配合飼料等は全て手やりだが、その長所として牛の観察が行き届き疾病率は極めて低く、死廃率は1%未満であるが、手やり斑のために肥育成績にも斑が出やすい。
そこで目下、自動給餌器などの機械化を考慮中である。
同器を導入するには、その設置効果が具体的でなければならない。
機械化することで給与量が一定し複数回給餌する効果により、日量の摂取量が増加することから、増体効果が期待出来、その相乗効果から肉質の向上も実現することが予測出来る。
つまり枝肉量の増加と肉質の好転により枝肉の販売金額も増大する。
一方、同器の設置費用は単純計算では1頭当たり3~4万円の設置費用が掛かる。
大型センターなどでは、費用負担が大きいために、契約飼料メーカーなどに設置負担させているケースもあるようである。
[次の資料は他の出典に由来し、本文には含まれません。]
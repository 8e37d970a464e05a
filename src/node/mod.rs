//! Chat node container and lifecycle management.
//!
//! [`ChatNode`] hosts the [`BroadcastServer`] behind the gRPC service and
//! tracks whether the RPC server is accepting calls.
//!
//! ## Example Usage
//! ```ignore
//! let node = NodeBuilder::init(config, shutdown_rx).build();
//! let listener = bind_listener(node.config.server.listen_address).await?;
//! node.serve(listener).await?;
//! ```

mod builder;
pub use builder::*;


use std::fmt::Debug;
use std::sync::atomic::AtomicBool;
use std::sync::atomic::Ordering;
use std::sync::Arc;

use tokio::net::TcpListener;
use tokio::sync::watch;
use tracing::info;

use crate::network::start_rpc_server;
use crate::BroadcastServer;
use crate::ChatConfig;
use crate::Result;

/// Created via [`NodeBuilder`].
pub struct ChatNode {
    pub(crate) server: Arc<BroadcastServer>,
    pub(crate) ready: AtomicBool,

    /// Notifies when RPC server is ready to accept requests
    pub(crate) rpc_ready_tx: watch::Sender<bool>,

    pub config: Arc<ChatConfig>,

    /// Shutdown signal for graceful termination
    pub(crate) shutdown_signal: watch::Receiver<()>,
}

impl Debug for ChatNode {
    fn fmt(
        &self,
        f: &mut std::fmt::Formatter<'_>,
    ) -> std::fmt::Result {
        f.debug_struct("ChatNode")
            .field("listen_address", &self.config.server.listen_address)
            .field("subscribers", &self.server.subscriber_count())
            .finish()
    }
}

impl ChatNode {
    /// Serves RPCs on `listener` until the shutdown signal fires.
    pub async fn serve(
        self: Arc<Self>,
        listener: TcpListener,
    ) -> Result<()> {
        let shutdown_signal = self.shutdown_signal.clone();
        start_rpc_server(self, listener, shutdown_signal).await
    }

    pub fn set_rpc_ready(
        &self,
        is_ready: bool,
    ) {
        info!("Set chat RPC server ready: {}", is_ready);
        self.ready.store(is_ready, Ordering::SeqCst);
        self.rpc_ready_tx.send_replace(is_ready);
    }

    pub fn is_rpc_ready(&self) -> bool {
        self.ready.load(Ordering::Acquire)
    }

    /// Returns a receiver for readiness notifications.
    ///
    /// ```ignore
    /// let mut ready_rx = node.ready_notifier();
    /// ready_rx.wait_for(|&ready| ready).await?;
    /// ```
    pub fn ready_notifier(&self) -> watch::Receiver<bool> {
        self.rpc_ready_tx.subscribe()
    }

    pub fn server(&self) -> Arc<BroadcastServer> {
        self.server.clone()
    }
}
//! Protocol Buffer definitions and generated code for the chat RPC service.
//!
//! The types are generated at build time from `proto/chat.proto` by
//! [`tonic-build`].

pub mod chat {
    tonic::include_proto!("chat");
}

pub use chat::chitty_chat_client::ChittyChatClient;
pub use chat::chitty_chat_server::ChittyChat;
pub use chat::chitty_chat_server::ChittyChatServer;
pub use chat::ChatMessage;
pub use chat::JoinRequest;
pub use chat::PublishAck;

impl ChatMessage {
    pub fn new(
        sender: impl Into<String>,
        body: impl Into<String>,
        lamport_clock: i64,
    ) -> Self {
        Self {
            sender: sender.into(),
            body: body.into(),
            lamport_clock,
        }
    }

    /// System notice authored by the server itself.
    pub fn system(
        body: impl Into<String>,
        lamport_clock: i64,
    ) -> Self {
        Self::new(crate::SERVER_SENDER, body, lamport_clock)
    }

    pub fn is_system(&self) -> bool {
        self.sender == crate::SERVER_SENDER
    }
}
改めて、機械化の目標として、枝肉量を5~10%増加させ、肉質の向上をはかり、その結果枝肉単価を5~10%上げることを最低の目算とした目標を立てた。
これが実現することで、従来の販売額より1頭当たり最低(5%増)でも7~8万円増加することになる。
摂取量が増加した分の飼料代約1.5万円を差し引いても5.5~6.5万円の設置効果が見込める計算となる。
設置可能な畜舎550頭で約2,000万円が必要であるが、設置後軌道に乗れば、少なくても400頭出荷することで、ペイする計算となる。
機械化の効果は、現実にはこの程度の設置効果ではなく、上物率が安定的にアップしたと実施センターの畜主から聞いている。
大型肥育センターの大部分が機械化しているが、労働力の軽減だけでなく、肥育成績の向上に繋がるからである。
投資をするからには、この程度の設置効果に見合う心意気と日頃から意欲的に高い飼育技術を生かす実践が不可欠であり、その挙げ句経営効果が得られるはずと睨んでいる。